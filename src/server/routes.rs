//! Router configuration for the viewer API.
//!
//! This module defines the HTTP routes and applies middleware for session
//! authentication, CORS and request tracing.
//!
//! # Route Structure
//!
//! ```text
//! /health                              - Health check (public)
//! /api/login, /api/logout              - Session management (public)
//! /api/tiles/{slide_id}                - Single tile (protected)
//! /api/tiles/{slide_id}/batch          - Batch of tiles (protected)
//! /api/slides[/{slide_id}]             - Captured slides (protected)
//! /api/scanner/*                       - Device control (protected)
//! /api/system/stats                    - Cache and uptime (protected)
//! ```
//!
//! # Example
//!
//! ```ignore
//! use cyto_viewer::server::{create_router, AppState, RouterConfig, SessionAuth};
//!
//! let state = AppState::new(pipeline, captures).with_batch_workers(4);
//!
//! let config = RouterConfig::new(SessionAuth::new("my-secret-key"))
//!     .with_cors_origins(vec!["https://example.com".to_string()]);
//!
//! let router = create_router(state, config);
//!
//! let listener = tokio::net::TcpListener::bind("0.0.0.0:8080").await?;
//! axum::serve(listener, router).await?;
//! ```

use std::time::Duration;

use axum::{
    middleware,
    routing::{get, post},
    Router,
};
use http::header::{AUTHORIZATION, CONTENT_TYPE, ETAG, IF_NONE_MATCH};
use http::Method;
use tower_http::cors::{Any, CorsLayer};
use tower_http::trace::TraceLayer;

use super::auth::{session_middleware, SessionAuth};
use super::handlers::{
    batch_handler, calibrate_handler, delete_slide_handler, focus_handler, health_handler,
    login_handler, logout_handler, scan_handler, scanner_layers_handler, scanner_status_handler,
    slide_handler, slides_handler, stats_handler, tile_handler, AppState, X_PROCESSING_TIME,
    X_TILE_CACHE_HIT,
};
use crate::slide::SlideArchive;

// =============================================================================
// Router Configuration
// =============================================================================

/// Configuration for the HTTP router.
#[derive(Clone, Debug)]
pub struct RouterConfig {
    /// Session authentication; `None` leaves every route public
    pub auth: Option<SessionAuth>,

    /// Allowed CORS origins (None = allow any origin)
    pub cors_origins: Option<Vec<String>>,

    /// Whether to enable request tracing
    pub enable_tracing: bool,
}

impl RouterConfig {
    /// Create a configuration protecting the API with `auth`.
    ///
    /// By default:
    /// - CORS allows any origin
    /// - Tracing is enabled
    pub fn new(auth: SessionAuth) -> Self {
        Self {
            auth: Some(auth),
            cors_origins: None,
            enable_tracing: true,
        }
    }

    /// Create a configuration with authentication disabled.
    ///
    /// **Warning**: This should only be used for development/testing.
    pub fn without_auth() -> Self {
        Self {
            auth: None,
            cors_origins: None,
            enable_tracing: true,
        }
    }

    /// Set specific allowed CORS origins.
    ///
    /// Pass an empty vec to disallow all cross-origin requests.
    /// Pass None (or don't call this method) to allow any origin.
    pub fn with_cors_origins(mut self, origins: Vec<String>) -> Self {
        self.cors_origins = Some(origins);
        self
    }

    /// Allow any CORS origin.
    pub fn with_cors_any_origin(mut self) -> Self {
        self.cors_origins = None;
        self
    }

    /// Enable or disable request tracing.
    pub fn with_tracing(mut self, enabled: bool) -> Self {
        self.enable_tracing = enabled;
        self
    }

    pub fn auth_enabled(&self) -> bool {
        self.auth.is_some()
    }
}

// =============================================================================
// Router Builder
// =============================================================================

/// Create the main application router.
///
/// This function builds the complete Axum router with:
/// - Public routes (health check, login, logout)
/// - API routes, behind session auth when `config.auth` is set
/// - CORS configuration
/// - Request tracing (optional)
pub fn create_router<A>(mut state: AppState<A>, config: RouterConfig) -> Router
where
    A: SlideArchive + 'static,
{
    state.auth = config.auth.clone();
    let cors = build_cors_layer(&config);

    let api = api_routes(state.clone());
    let api = match &config.auth {
        Some(auth) => api.layer(middleware::from_fn_with_state(
            auth.clone(),
            session_middleware,
        )),
        None => api,
    };

    let mut public = Router::new().route("/health", get(health_handler::<A>));
    if config.auth.is_some() {
        public = public
            .route("/api/login", post(login_handler::<A>))
            .route("/api/logout", post(logout_handler::<A>));
    }

    let router = Router::new()
        .merge(api)
        .merge(public.with_state(state))
        .layer(cors);

    if config.enable_tracing {
        router.layer(TraceLayer::new_for_http())
    } else {
        router
    }
}

/// Every `/api` route except the session endpoints.
fn api_routes<A>(state: AppState<A>) -> Router
where
    A: SlideArchive + 'static,
{
    Router::new()
        .route("/api/tiles/{slide_id}", get(tile_handler::<A>))
        .route("/api/tiles/{slide_id}/batch", post(batch_handler::<A>))
        .route("/api/slides", get(slides_handler::<A>))
        .route(
            "/api/slides/{slide_id}",
            get(slide_handler::<A>).delete(delete_slide_handler::<A>),
        )
        .route("/api/scanner/status", get(scanner_status_handler::<A>))
        .route("/api/scanner/layers", get(scanner_layers_handler::<A>))
        .route("/api/scanner/scan", post(scan_handler::<A>))
        .route("/api/scanner/focus", post(focus_handler::<A>))
        .route("/api/scanner/calibrate", post(calibrate_handler::<A>))
        .route("/api/system/stats", get(stats_handler::<A>))
        .with_state(state)
}

/// Build the CORS layer based on configuration.
fn build_cors_layer(config: &RouterConfig) -> CorsLayer {
    let cors = CorsLayer::new()
        .allow_methods([Method::GET, Method::POST, Method::DELETE, Method::OPTIONS])
        .allow_headers([AUTHORIZATION, CONTENT_TYPE, IF_NONE_MATCH])
        .expose_headers([ETAG, X_TILE_CACHE_HIT, X_PROCESSING_TIME])
        .max_age(Duration::from_secs(86400)); // 24 hours

    match &config.cors_origins {
        None => cors.allow_origin(Any),
        Some(origins) if origins.is_empty() => {
            // No origins allowed - this effectively disables CORS
            cors
        }
        Some(origins) => {
            let parsed_origins: Vec<_> = origins.iter().filter_map(|o| o.parse().ok()).collect();
            cors.allow_origin(parsed_origins)
        }
    }
}

// =============================================================================
// Tests
// =============================================================================

#[cfg(test)]
mod tests {
    use super::*;

    #[test]
    fn test_router_config_defaults() {
        let config = RouterConfig::new(SessionAuth::new("secret"));
        assert!(config.auth_enabled());
        assert!(config.cors_origins.is_none());
        assert!(config.enable_tracing);
    }

    #[test]
    fn test_router_config_without_auth() {
        let config = RouterConfig::without_auth();
        assert!(!config.auth_enabled());
    }

    #[test]
    fn test_router_config_builder() {
        let config = RouterConfig::without_auth()
            .with_cors_origins(vec!["https://example.com".to_string()])
            .with_tracing(false);

        assert_eq!(
            config.cors_origins,
            Some(vec!["https://example.com".to_string()])
        );
        assert!(!config.enable_tracing);

        let config = config.with_cors_any_origin();
        assert!(config.cors_origins.is_none());
    }

    #[test]
    fn test_build_cors_layer_variants() {
        let _any = build_cors_layer(&RouterConfig::without_auth());
        let _none = build_cors_layer(&RouterConfig::without_auth().with_cors_origins(vec![]));
        let _some = build_cors_layer(&RouterConfig::without_auth().with_cors_origins(vec![
            "https://example.com".to_string(),
            "not a header\n".to_string(),
        ]));
    }
}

-.-.-

Required work
Show each line of the listing that holds the string "TraceLayer".

Written solution
use tower_http::trace::TraceLayer;
        router.layer(TraceLayer::new_for_http())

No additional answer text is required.